Stanford stem cell graduate student Francisco Galdos was named one of 12 graduate students nationally to be given a 2023 Weintraub Award, a prestigious honor bestowed upon the nation’s top biomedical graduate students by the Fred Hutchinson Cancer Center in Seattle. Galdos and other Weintraub awardees will present their research at a symposium in Seattle on May 5, 2023.

“I am tremendously honored to receive the Weintraub Award and to have the opportunity to present my graduate work at the Weintrub annual symposium,” Galdos said. “I am incredibly grateful to the many mentors I have had over the years, with special thanks to my PhD advisor Sean Wu, the Stanford MSTP program, my thesis committee, and the Stem Cell PhD program who have all provided me with guidance and resources to pursue my graduate work. I am thrilled to continue this journey of becoming a physician-scientist and to have the support from the Weintraub Graduate Award.”

Galdos came to the Stanford’s Graduate Program in Stem Cell Biology and Regenerative Medicine from Harvard in 2017, and quickly made an impression working in the laboratory of Stanford cardiologist Sean M. Wu, MD, PhD. “His advisor at Harvard described Francisco as ‘a brilliant student who is fearless in pursuing the toughest scientific questions,’ and I whole heartedly agree with that assessment,” Wu said. 

In Wu’s lab, Galdos studies the mechanisms of congenital heart disease. Galdos is motivated in part by family tragedy, after hypoplastic left heart syndrome (HLHS) killed his younger brother. “He is passionate about finding ways to prevent HLHS by understanding the key signals and pathways that regulate left ventricle development,” Wu said. 

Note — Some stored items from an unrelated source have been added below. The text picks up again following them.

// Copyright (C) Microsoft Corporation. All rights reserved.

#![deny(clippy::unwrap_used)]
#![deny(clippy::expect_used)]
#![deny(clippy::panic)]
#![deny(clippy::manual_assert)]

//! The shared domain parameters `(p, g, q)`.
//!
//! `p` is a safe prime, `g` generates the order-`q` subgroup of `Z_p^*` with
//! `q = (p - 1) / 2`. Both the ElGamal cryptosystem and the ballot proofs
//! operate over these parameters.

use std::num::NonZeroUsize;

use num_bigint::BigUint;
use num_traits::One;

use util::{
    algebra::{Group, ScalarField},
    csprng::Csprng,
    prime::generate_safe_prime,
};

use crate::errors::{CoreError, CoreResult};

#[derive(Clone, Debug, PartialEq, Eq)]
pub struct DomainParameters {
    /// Prime field `Z_q` of exponents.
    field: ScalarField,

    /// Group `Z_p^r` of the same order as `Z_q`, including generator `g`.
    group: Group,
}

impl DomainParameters {
    /// Generates fresh parameters with a safe prime `p` of exactly `bits`
    /// bits.
    ///
    /// The generator is obtained by squaring a random element of `Z_p^*`,
    /// which lands in the order-`q` subgroup. This is a key-ceremony
    /// operation; at key-strength sizes it takes minutes.
    pub fn generate(bits: NonZeroUsize, csprng: &mut Csprng) -> Self {
        let (p, q) = generate_safe_prime(bits, csprng);

        let two = BigUint::from(2_u8);
        let g = loop {
            let h = csprng.next_biguint_range(&two, &(&p - 1_u8));
            let g = h.modpow(&two, &p);
            if !g.is_one() {
                break g;
            }
        };

        DomainParameters {
            field: ScalarField::new_unchecked(q),
            group: Group::new_unchecked(p, g),
        }
    }

    /// Rebuilds parameters from a modulus and generator, deriving
    /// `q = (p - 1) / 2`, without validating.
    ///
    /// Use [`DomainParameters::validate`] when `p` and `g` come from an
    /// untrusted chain.
    pub fn from_modulus_and_generator(p: BigUint, g: BigUint) -> Self {
        let group = Group::new_unchecked(p, g);
        let field = ScalarField::new_unchecked(group.order().clone());
        DomainParameters { field, group }
    }

    /// Verifies that the parameters form a valid safe-prime group. Expensive.
    pub fn validate(&self, csprng: &mut Csprng) -> CoreResult<()> {
        if !self.group.is_valid(csprng) {
            return Err(CoreError::InvalidInput(
                "domain parameters do not describe a safe-prime group".into(),
            ));
        }
        if !self.group.matches_field(&self.field) {
            return Err(CoreError::InvalidInput(
                "group order does not match the scalar field".into(),
            ));
        }
        Ok(())
    }

    pub fn field(&self) -> &ScalarField {
        &self.field
    }

    pub fn group(&self) -> &Group {
        &self.group
    }
}

#[cfg(test)]
#[allow(clippy::unwrap_used)]
mod test {
    use super::*;

    fn test_csprng(label: &[u8]) -> Csprng {
        Csprng::build().write_bytes(label).finish()
    }

    #[test]
    fn generated_parameters_validate() {
        let mut csprng = test_csprng(b"domain generation");
        let params = DomainParameters::generate(NonZeroUsize::new(48).unwrap(), &mut csprng);
        assert!(params.validate(&mut csprng).is_ok());
        assert_eq!(params.group().modulus().bits(), 48);
        // The generator is in the subgroup.
        assert!(params.group().generator().is_valid(params.group()));
    }

    #[test]
    fn derived_parameters_match_generated_ones() {
        let mut csprng = test_csprng(b"domain round trip");
        let params = DomainParameters::generate(NonZeroUsize::new(32).unwrap(), &mut csprng);
        let rebuilt = DomainParameters::from_modulus_and_generator(
            params.group().modulus().clone(),
            params.group().generator().value().clone(),
        );
        assert_eq!(rebuilt, params);
    }

    #[test]
    fn non_safe_prime_is_rejected() {
        let mut csprng = test_csprng(b"domain rejection");
        let params = DomainParameters::from_modulus_and_generator(
            BigUint::from(13_u8),
            BigUint::from(3_u8),
        );
        assert!(matches!(
            params.validate(&mut csprng),
            Err(CoreError::InvalidInput(_))
        ));
    }
}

Galdos has been highly creative in his scientific work, Wu said, coming up with experiments to label left ventricular cardiomyocytes by using gene editing to conduct genetic lineage tracing. When the COVID epidemic hit and labs were closed down, Galdos pivoted to learning to write code in Python and doing single cell sequence data analysis. Galdos then developed machine learning software and was able to independently corroborate the results of his lineage tracing findings using only RNA sequencing data. 

Galdos comes from a family of physicians; his paternal grandfather was the head physician for the smallpox eradication campaign in South America and his maternal grandfather was a renowned radiologist in Colombia.  In turn, Galdos is interested in nurturing a love of science and medicine in others. “Francisco has dedicated himself to mentoring undergraduate and high school students in the lab, all of whom have made significant contributions to lab projects,” Wu said. 

“With his exceptional work ethic and remarkable creativity, I have no doubt Francisco will become an internationally recognized leader with a highly successful career as a physician scientist,” Wu said.

Galdos is the second Stanford stem cell graduate student to earn a Weintraub Award in as many years, joining Amira Barkal, MD, PhD, who won the award in 2022.